- Opening Delimiter -

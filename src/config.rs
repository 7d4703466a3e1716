/*!
 * Configuration types for dstore-migrate
 */

use serde::{Deserialize, Serialize};
use std::fmt;
use std::path::{Path, PathBuf};
use std::str::FromStr;

use crate::error::{MigrateError, Result};

/// Default number of objects transferred at the same time
pub const DEFAULT_CONCURRENCY: usize = 10;

/// Main configuration for a migration run
///
/// A run never mutates its config. Every transfer task receives its own clone.
#[derive(Debug, Clone, PartialEq, Serialize, Deserialize)]
pub struct MigrationConfig {
    /// Source region (None = provider default chain)
    #[serde(default)]
    pub region: Option<String>,

    /// Custom S3 endpoint for S3-compatible sources
    #[serde(default)]
    pub endpoint: Option<String>,

    /// Force path-style addressing (MinIO, LocalStack)
    #[serde(default)]
    pub force_path_style: bool,

    /// Containers to migrate (empty = discover all)
    #[serde(default)]
    pub buckets: Vec<String>,

    /// Only migrate keys under this prefix
    #[serde(default)]
    pub prefix: String,

    /// Maximum concurrent transfers (0 = unbounded)
    #[serde(default = "default_concurrency")]
    pub concurrency: usize,

    /// Remove each source object after it has been migrated
    #[serde(default)]
    pub delete_source: bool,

    /// Destination allocation identifier (required)
    #[serde(default)]
    pub allocation: String,

    /// Root directory of the local content store
    #[serde(default = "default_store_root")]
    pub store_root: PathBuf,

    /// Request encrypted uploads
    #[serde(default)]
    pub encrypt: bool,

    /// Commit a metadata transaction after each upload
    #[serde(default)]
    pub commit: bool,

    /// Who pays for reads of the migrated content ("owner" or "3rd_party")
    #[serde(default)]
    pub who_pays: Option<String>,

    /// Log level for diagnostic output
    #[serde(default)]
    pub log_level: LogLevel,

    /// Log file path (None = stdout)
    #[serde(default)]
    pub log_file: Option<PathBuf>,

    /// Enable verbose logging (shorthand for log_level = debug)
    #[serde(default)]
    pub verbose: bool,
}

impl Default for MigrationConfig {
    fn default() -> Self {
        Self {
            region: None,
            endpoint: None,
            force_path_style: false,
            buckets: Vec::new(),
            prefix: String::new(),
            concurrency: default_concurrency(),
            delete_source: false,
            allocation: String::new(),
            store_root: default_store_root(),
            encrypt: false,
            commit: false,
            who_pays: None,
            log_level: LogLevel::Info,
            log_file: None,
            verbose: false,
        }
    }
}

fn default_concurrency() -> usize {
    DEFAULT_CONCURRENCY
}

fn default_store_root() -> PathBuf {
    PathBuf::from(".")
}

impl MigrationConfig {
    /// Create a configuration targeting the given allocation
    pub fn new(allocation: impl Into<String>) -> Self {
        Self {
            allocation: allocation.into(),
            ..Default::default()
        }
    }

    /// Load configuration from a TOML file
    pub fn from_file(path: &Path) -> Result<Self> {
        let contents = std::fs::read_to_string(path)?;
        let config: MigrationConfig = toml::from_str(&contents)?;
        Ok(config)
    }

    /// Check everything that must hold before a run starts
    pub fn validate(&self) -> Result<()> {
        if self.allocation.trim().is_empty() {
            return Err(MigrateError::Config(
                "allocation id is required".to_string(),
            ));
        }
        self.payer()?;
        Ok(())
    }

    /// Parsed payer designation, if one was supplied
    pub fn payer(&self) -> Result<Option<WhoPays>> {
        match self.who_pays.as_deref().map(str::trim) {
            None | Some("") => Ok(None),
            Some(value) => value.parse().map(Some),
        }
    }

    /// Key prefix as an option (empty = no filter)
    pub fn prefix_filter(&self) -> Option<&str> {
        if self.prefix.is_empty() {
            None
        } else {
            Some(&self.prefix)
        }
    }
}

/// Party charged for reads of uploaded content
#[derive(Debug, Clone, Copy, PartialEq, Eq, Serialize, Deserialize)]
pub enum WhoPays {
    /// The allocation owner pays
    #[serde(rename = "owner")]
    Owner,

    /// The reading party pays
    #[serde(rename = "3rd_party")]
    ThirdParty,
}

impl FromStr for WhoPays {
    type Err = MigrateError;

    fn from_str(s: &str) -> Result<Self> {
        match s.to_ascii_lowercase().as_str() {
            "owner" => Ok(WhoPays::Owner),
            "3rd_party" => Ok(WhoPays::ThirdParty),
            other => Err(MigrateError::Config(format!(
                "invalid who-pays value '{}' (expected 'owner' or '3rd_party')",
                other
            ))),
        }
    }
}

impl fmt::Display for WhoPays {
    fn fmt(&self, f: &mut fmt::Formatter<'_>) -> fmt::Result {
        match self {
            WhoPays::Owner => write!(f, "owner"),
            WhoPays::ThirdParty => write!(f, "3rd_party"),
        }
    }
}

/// Log level for diagnostic output
#[derive(Debug, Clone, Copy, PartialEq, Eq, Serialize, Deserialize, Default)]
#[serde(rename_all = "lowercase")]
pub enum LogLevel {
    /// Only errors
    Error,

    /// Warnings and errors
    Warn,

    /// Info, warnings, and errors
    #[default]
    Info,

    /// Debug and above
    Debug,

    /// All messages including traces
    Trace,
}

impl LogLevel {
    /// Convert to tracing::Level
    pub fn to_tracing_level(&self) -> tracing::Level {
        match self {
            LogLevel::Error => tracing::Level::ERROR,
            LogLevel::Warn => tracing::Level::WARN,
            LogLevel::Info => tracing::Level::INFO,
            LogLevel::Debug => tracing::Level::DEBUG,
            LogLevel::Trace => tracing::Level::TRACE,
        }
    }
}

#[cfg(test)]
mod tests {
    use super::*;
    use std::io::Write;
    use tempfile::NamedTempFile;

    #[test]
    fn test_default_config() {
        let config = MigrationConfig::default();
        assert_eq!(config.concurrency, DEFAULT_CONCURRENCY);
        assert!(config.buckets.is_empty());
        assert!(!config.delete_source);
        assert!(!config.commit);
        assert!(!config.encrypt);
        assert_eq!(config.prefix_filter(), None);
    }

    #[test]
    fn test_missing_allocation_is_config_error() {
        let config = MigrationConfig::default();
        let err = config.validate().unwrap_err();
        assert!(matches!(err, MigrateError::Config(_)));
        assert!(err.is_fatal());
    }

    #[test]
    fn test_who_pays_parsing() {
        assert_eq!("owner".parse::<WhoPays>().unwrap(), WhoPays::Owner);
        assert_eq!("OWNER".parse::<WhoPays>().unwrap(), WhoPays::Owner);
        assert_eq!("3rd_party".parse::<WhoPays>().unwrap(), WhoPays::ThirdParty);
        assert!("everyone".parse::<WhoPays>().is_err());
    }

    #[test]
    fn test_invalid_payer_fails_validation() {
        let mut config = MigrationConfig::new("alloc-1");
        config.who_pays = Some("nobody".to_string());
        assert!(matches!(config.validate(), Err(MigrateError::Config(_))));

        config.who_pays = Some("3rd_party".to_string());
        assert!(config.validate().is_ok());
        assert_eq!(config.payer().unwrap(), Some(WhoPays::ThirdParty));
    }

    #[test]
    fn test_empty_payer_is_none() {
        let mut config = MigrationConfig::new("alloc-1");
        config.who_pays = Some("  ".to_string());
        assert_eq!(config.payer().unwrap(), None);
    }

    #[test]
    fn test_from_file() {
        let mut file = NamedTempFile::new().unwrap();
        writeln!(
            file,
            r#"
region = "eu-west-1"
buckets = ["b1", "b2"]
prefix = "logs/"
concurrency = 4
allocation = "abc123"
commit = true
who_pays = "owner"
log_level = "debug"
"#
        )
        .unwrap();

        let config = MigrationConfig::from_file(file.path()).unwrap();
        assert_eq!(config.region.as_deref(), Some("eu-west-1"));
        assert_eq!(config.buckets, vec!["b1", "b2"]);
        assert_eq!(config.prefix_filter(), Some("logs/"));
        assert_eq!(config.concurrency, 4);
        assert!(config.commit);
        assert!(!config.delete_source);
        assert_eq!(config.log_level, LogLevel::Debug);
        assert!(config.validate().is_ok());
    }

    #[test]
    fn test_serialization_roundtrip_keeps_defaults() {
        let config = MigrationConfig::new("abc");
        let toml = toml::to_string(&config).unwrap();
        let deserialized: MigrationConfig = toml::from_str(&toml).unwrap();
        assert_eq!(config, deserialized);
    }

    #[test]
    fn test_log_level_conversion() {
        assert_eq!(LogLevel::Error.to_tracing_level(), tracing::Level::ERROR);
        assert_eq!(LogLevel::Trace.to_tracing_level(), tracing::Level::TRACE);
    }
}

- Closing Delimiter -

> **Task**
If a line in the entries above contains "other", it counts toward the total; give only that total.

> **Solution to this task**
2